-- INPUT follows --

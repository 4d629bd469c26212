//! Identity resolution
//!
//! Turns an `Authorization` header into a [`Caller`]. The token only
//! carries the user id; role and profile fields come from the live user
//! record, so a role change takes effect on the very next request.

use std::sync::Arc;

use async_trait::async_trait;
use tracing::debug;
use uuid::Uuid;

use connect_model::User;
use connect_rbac::{Role, RoleBearer};

use crate::error::{AuthError, AuthResult};
use crate::jwt::JwtService;

/// Lookup of live user records.
#[async_trait]
pub trait UserDirectory: Send + Sync {
    /// Fetch a user by id.
    async fn find_user(&self, id: Uuid) -> Option<User>;

    /// Note that the user made an authenticated request.
    async fn record_activity(&self, _id: Uuid) {}
}

/// The authenticated caller of a request.
#[derive(Debug, Clone, PartialEq, Eq)]
pub struct Caller {
    pub id: Uuid,
    pub role: Role,
    pub name: String,
    pub email: String,
    pub avatar: Option<String>,
}

impl Caller {
    pub fn is_admin(&self) -> bool {
        self.role.is_admin()
    }
}

impl From<&User> for Caller {
    fn from(user: &User) -> Self {
        Self {
            id: user.id,
            role: user.role,
            name: user.name.clone(),
            email: user.email.clone(),
            avatar: user.avatar.clone(),
        }
    }
}

impl RoleBearer for Caller {
    fn role(&self) -> Option<Role> {
        Some(self.role)
    }
}

/// Extract the token from a `Bearer <token>` header value.
///
/// The scheme is matched case-insensitively; anything else is treated as
/// a missing token.
pub fn parse_bearer(header: &str) -> Option<&str> {
    let (scheme, token) = header.trim().split_once(' ')?;
    if !scheme.eq_ignore_ascii_case("bearer") {
        return None;
    }
    let token = token.trim();
    (!token.is_empty()).then_some(token)
}

/// Resolves bearer tokens to callers.
#[derive(Clone)]
pub struct IdentityResolver {
    jwt: Arc<JwtService>,
    directory: Arc<dyn UserDirectory>,
}

impl std::fmt::Debug for IdentityResolver {
    fn fmt(&self, f: &mut std::fmt::Formatter<'_>) -> std::fmt::Result {
        f.debug_struct("IdentityResolver")
            .field("jwt", &self.jwt)
            .finish_non_exhaustive()
    }
}

impl IdentityResolver {
    pub fn new(jwt: Arc<JwtService>, directory: Arc<dyn UserDirectory>) -> Self {
        Self { jwt, directory }
    }

    pub fn jwt(&self) -> &JwtService {
        &self.jwt
    }

    /// Resolve the raw `Authorization` header value, if any.
    pub async fn resolve_header(&self, header: Option<&str>) -> AuthResult<Caller> {
        let token = header.and_then(parse_bearer).ok_or(AuthError::TokenMissing)?;
        self.resolve_token(token).await
    }

    /// Resolve a bare token.
    ///
    /// # Errors
    ///
    /// * `TokenExpired` / `InvalidToken` - signature, expiry or issuer check failed
    /// * `MissingClaim` - the subject is not a user id
    /// * `UserNotFound` - the user was deleted after the token was issued
    pub async fn resolve_token(&self, token: &str) -> AuthResult<Caller> {
        let claims = self.jwt.validate_token(token).map_err(|e| {
            debug!(error = %e, code = e.error_code(), "Token rejected");
            e
        })?;

        let user_id = claims
            .user_id()
            .ok_or_else(|| AuthError::MissingClaim("sub".to_string()))?;

        let user = self
            .directory
            .find_user(user_id)
            .await
            .ok_or(AuthError::UserNotFound)?;

        if claims.role.is_some_and(|r| r != user.role) {
            debug!(user_id = %user_id, token_role = ?claims.role, live_role = %user.role, "Token role is stale; using live role");
        }

        self.directory.record_activity(user_id).await;
        Ok(Caller::from(&user))
    }
}
impl DonationService {
    pub fn new(store: Store) -> Self {
        Self { store }
    }

    /// Record a donation by the calling alumnus.
    #[instrument(skip(self, caller, params), fields(user_id = %caller.id))]
    pub async fn create(
        &self,
        caller: &Caller,
        params: CreateDonationParams,
    ) -> ConnectResult<DonationView> {
        authorize(caller, ResourceType::Donation, Action::Create)?;

        let mut v = Validator::new();
        v.check(params.amount.is_some(), "Amount is required");
        let purpose = params.purpose.as_deref().and_then(DonationPurpose::parse);
        v.check(
            purpose.is_some(),
            "Purpose must be one of: general, scholarship, infrastructure, event, community",
        );
        let currency = match params.currency.as_deref() {
            Some(raw) => {
                let parsed = Currency::parse(raw);
                v.check(parsed.is_some(), "Currency must be one of: INR, USD, EUR, GBP");
                parsed
            }
            None => None,
        };
        v.finish()?;

        let donor = self.store.users.get(caller.id).await?;
        let mut donation = Donation::new(
            caller.id,
            params.amount.unwrap_or_default(),
            purpose.unwrap_or_default(),
        )
        .with_donor(&donor)
        .anonymous(params.is_anonymous);
        if let Some(currency) = currency {
            donation = donation.with_currency(currency);
        }
        if let Some(provider) = params.payment_provider {
            donation = donation.with_provider(provider);
        }
        if let Some(tx) = params.transaction_id {
            donation = donation.with_transaction_id(tx);
        }
        if let Some(message) = params.message {
            donation = donation.with_message(message);
        }
        if let Some(meta) = params.meta {
            donation = donation.with_meta(meta);
        }

        let donation = self.store.donations.insert(donation).await?;
        info!(
            donation_id = %donation.id,
            amount = donation.amount,
            purpose = donation.purpose.as_str(),
            "Donation created"
        );
        Ok(DonationView::from(donation))
    }

    /// Confirm a payment by its transaction id.
    #[instrument(skip(self, caller, params), fields(admin = %caller.id))]
    pub async fn verify(
        &self,
        caller: &Caller,
        params: VerifyDonationParams,
    ) -> ConnectResult<DonationView> {
        authorize(caller, ResourceType::Donation, Action::Verify)?;

        let tx = params
            .transaction_id
            .map(|t| t.trim().to_string())
            .filter(|t| !t.is_empty())
            .ok_or_else(|| ConnectError::ValidationFailed("transactionId required".to_string()))?;
        let status = parse_status(params.status.as_deref().unwrap_or("success"))?;

        let target = self
            .store
            .donations
            .find_one(|d| d.transaction_id.as_deref() == Some(tx.as_str()))
            .await
            .ok_or_else(|| ConnectError::not_found("Donation"))?;

        let meta = params.meta;
        let donation = self
            .store
            .donations
            .update(target.id, move |d| {
                d.set_status(status, None)?;
                d.verified_by_admin = status == DonationStatus::Success;
                if let Some(meta) = meta {
                    d.meta = meta;
                }
                Ok(())
            })
            .await?;

        info!(donation_id = %donation.id, status = status.as_str(), "Donation verified");
        Ok(DonationView::from(donation))
    }

    /// Set a donation's status by id.
    ///
    /// `success` needs a transaction id supplied here or already stored.
    #[instrument(skip(self, caller, params), fields(admin = %caller.id))]
    pub async fn update_status(
        &self,
        caller: &Caller,
        id: Uuid,
        params: UpdateDonationStatusParams,
    ) -> ConnectResult<DonationView> {
        authorize(caller, ResourceType::Donation, Action::Update)?;
        let status = parse_status(&params.status)?;

        let donation = self
            .store
            .donations
            .update(id, move |d| {
                d.set_status(status, params.transaction_id)?;
                if status == DonationStatus::Success {
                    d.verified_by_admin = true;
                }
                if let Some(receipt) = params.receipt_url.filter(|r| !r.trim().is_empty()) {
                    d.receipt_url = Some(receipt);
                }
                Ok(())
            })
            .await?;

        info!(donation_id = %donation.id, status = status.as_str(), "Donation status updated");
        Ok(DonationView::from(donation))
    }

    /// The caller's own donations, newest first.
    pub async fn mine(
        &self,
        caller: &Caller,
        params: MyDonationsParams,
    ) -> ConnectResult<Paged<DonationView>> {
        authorize(caller, ResourceType::Donation, Action::List)?;
        let status = optional_filter(params.status.as_deref(), parse_status)?;
        let purpose = optional_filter(params.purpose.as_deref(), parse_purpose)?;

        let donations = self
            .store
            .donations
            .find(|d| {
                d.user == caller.id
                    && status.map_or(true, |s| d.status == s)
                    && purpose.map_or(true, |p| d.purpose == p)
            })
            .await;

        let page = PageRequest {
            page: params.page,
            limit: params.limit,
        }
        .apply(donations, DEFAULT_DONATION_PAGE_SIZE);
        Ok(Paged {
            items: page.items.into_iter().map(DonationView::from).collect(),
            meta: page.meta,
        })
    }

    /// Every donation, filtered, newest first.
    pub async fn all(
        &self,
        caller: &Caller,
        params: DonationSearchParams,
    ) -> ConnectResult<Paged<DonationRecord>> {
        authorize(caller, ResourceType::Donation, Action::Manage)?;
        let status = optional_filter(params.status.as_deref(), parse_status)?;
        let purpose = optional_filter(params.purpose.as_deref(), parse_purpose)?;
        let window = DateWindow::parse(params.from_date.as_deref(), params.to_date.as_deref())?;

        let donor_ids: Option<Vec<Uuid>> = match params.search.as_deref().map(str::trim) {
            Some(term) if !term.is_empty() => {
                let term = term.to_lowercase();
                let matched = self
                    .store
                    .users
                    .find(|u| {
                        u.name.to_lowercase().contains(&term)
                            || u.email.to_lowercase().contains(&term)
                    })
                    .await;
                Some(matched.iter().map(|u| u.id).collect())
            }
            _ => None,
        };

        let donations = self
            .store
            .donations
            .find(|d| {
                status.map_or(true, |s| d.status == s)
                    && purpose.map_or(true, |p| d.purpose == p)
                    && window.contains(d.created_at)
                    && donor_ids.as_ref().map_or(true, |ids| ids.contains(&d.user))
            })
            .await;

        let page = PageRequest {
            page: params.page,
            limit: params.limit,
        }
        .apply(donations, DEFAULT_DONATION_PAGE_SIZE);

        let donors = author_index(&self.store, page.items.iter().map(|d| d.user)).await;
        Ok(Paged {
            items: page
                .items
                .into_iter()
                .map(|d| DonationRecord {
                    donor: donors.get(&d.user).cloned(),
                    view: DonationView::from(d),
                })
                .collect(),
            meta: page.meta,
        })
    }

    /// Top donors by successful, non-anonymous amount. Public.
    pub async fn leaderboard(&self, limit: Option<usize>) -> Vec<LeaderboardEntry> {
        let limit = limit.filter(|l| *l > 0).unwrap_or(DEFAULT_DONATION_PAGE_SIZE);
        let donations = self
            .store
            .donations
            .find(|d| d.is_successful() && !d.is_anonymous)
            .await;

        let totals = sum_by(&donations, |d| Some(d.user), |d| d.amount);
        let mut entries = Vec::with_capacity(totals.len());
        for (user, total_amount, donations_count) in totals {
            let Some(user) = user else { continue };
            // donors whose account is gone drop off the board
            if let Some(donor) = self.store.users.find_by_id(user).await {
                entries.push(LeaderboardEntry {
                    user_id: donor.id,
                    name: donor.name,
                    email: donor.email,
                    avatar: donor.avatar,
                    role: donor.role,
                    total_amount,
                    donations_count,
                });
            }
        }
        top_n(entries, limit, |e| e.total_amount)
    }

    /// Summary of successful donations within an optional date window.
    pub async fn stats(
        &self,
        caller: &Caller,
        params: DonationStatsParams,
    ) -> ConnectResult<DonationStats> {
        authorize(caller, ResourceType::Donation, Action::Manage)?;
        let window = DateWindow::parse(params.from_date.as_deref(), params.to_date.as_deref())?;
        let donations = self
            .store
            .donations
            .find(|d| d.is_successful() && window.contains(d.created_at))
            .await;
        Ok(summarize(&donations))
    }
}
//! AI service configuration
//!
//! Loaded from environment variables. Either endpoint may be left unset, in
//! which case that call always serves its fallback payload.

use std::time::Duration;

use crate::retry::RetryConfig;

/// Configuration for the external AI service.
#[derive(Clone, Default)]
pub struct AiConfig {
    /// Resume parser endpoint, called with `{ "text": ... }`
    pub resume_parser_url: Option<String>,

    /// Learning path endpoint, called with `{ "currentSkills": [...], "goalRole": ... }`
    pub learning_path_url: Option<String>,

    /// Optional bearer key sent to both endpoints
    pub api_key: Option<String>,

    /// Per-request timeout in seconds
    pub timeout_secs: u64,

    /// Retries after the first attempt. Zero keeps each call to one round trip.
    pub max_retries: u32,
}

impl std::fmt::Debug for AiConfig {
    fn fmt(&self, f: &mut std::fmt::Formatter<'_>) -> std::fmt::Result {
        f.debug_struct("AiConfig")
            .field("resume_parser_url", &self.resume_parser_url)
            .field("learning_path_url", &self.learning_path_url)
            .field("api_key", &self.api_key.as_ref().map(|_| "[REDACTED]"))
            .field("timeout_secs", &self.timeout_secs)
            .field("max_retries", &self.max_retries)
            .finish()
    }
}

impl AiConfig {
    pub const DEFAULT_TIMEOUT_SECS: u64 = 10;
    pub const DEFAULT_MAX_RETRIES: u32 = 0;

    /// No endpoints: every call falls back.
    pub fn offline() -> Self {
        Self {
            timeout_secs: Self::DEFAULT_TIMEOUT_SECS,
            max_retries: Self::DEFAULT_MAX_RETRIES,
            ..Self::default()
        }
    }

    /// Load configuration from environment variables.
    ///
    /// Environment variables:
    /// - `AI_RESUME_PARSER_URL`: resume parser endpoint
    /// - `AI_LEARNING_PATH_URL`: learning path endpoint
    /// - `AI_API_KEY`: bearer key for both endpoints
    /// - `AI_TIMEOUT_SECS`: request timeout in seconds (default: 10)
    /// - `AI_MAX_RETRIES`: retries after the first attempt (default: 0)
    pub fn from_env() -> Self {
        let non_empty = |key: &str| {
            std::env::var(key)
                .ok()
                .map(|v| v.trim().to_string())
                .filter(|v| !v.is_empty())
        };

        Self {
            resume_parser_url: non_empty("AI_RESUME_PARSER_URL"),
            learning_path_url: non_empty("AI_LEARNING_PATH_URL"),
            api_key: non_empty("AI_API_KEY"),
            timeout_secs: std::env::var("AI_TIMEOUT_SECS")
                .ok()
                .and_then(|s| s.parse().ok())
                .unwrap_or(Self::DEFAULT_TIMEOUT_SECS),
            max_retries: std::env::var("AI_MAX_RETRIES")
                .ok()
                .and_then(|s| s.parse().ok())
                .unwrap_or(Self::DEFAULT_MAX_RETRIES),
        }
    }

    pub fn with_resume_parser_url(mut self, url: impl Into<String>) -> Self {
        self.resume_parser_url = Some(url.into());
        self
    }

    pub fn with_learning_path_url(mut self, url: impl Into<String>) -> Self {
        self.learning_path_url = Some(url.into());
        self
    }

    pub fn with_api_key(mut self, key: impl Into<String>) -> Self {
        self.api_key = Some(key.into());
        self
    }

    pub fn with_max_retries(mut self, retries: u32) -> Self {
        self.max_retries = retries;
        self
    }

    pub fn with_timeout_secs(mut self, secs: u64) -> Self {
        self.timeout_secs = secs;
        self
    }

    /// Request timeout as a Duration.
    pub fn timeout(&self) -> Duration {
        Duration::from_secs(self.timeout_secs.max(1))
    }

    pub fn retry_config(&self) -> RetryConfig {
        RetryConfig::with_retries(self.max_retries)
    }
}

#[cfg(test)]
mod tests {
    use super::*;

    #[test]
    fn test_offline_defaults() {
        let config = AiConfig::offline();
        assert!(config.resume_parser_url.is_none());
        assert!(config.learning_path_url.is_none());
        assert_eq!(config.timeout(), Duration::from_secs(10));
        assert_eq!(config.retry_config().max_attempts, 1);
    }

    #[test]
    fn test_debug_redacts_key() {
        let config = AiConfig::offline().with_api_key("sk-very-secret");
        let debug = format!("{:?}", config);
        assert!(!debug.contains("sk-very-secret"));
        assert!(debug.contains("[REDACTED]"));
    }
}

-- INPUT concluded --

Since only the total is wanted, work out how many lines of the data above contain "receipt" and state it alone.

FINISHED EXERCISE:
2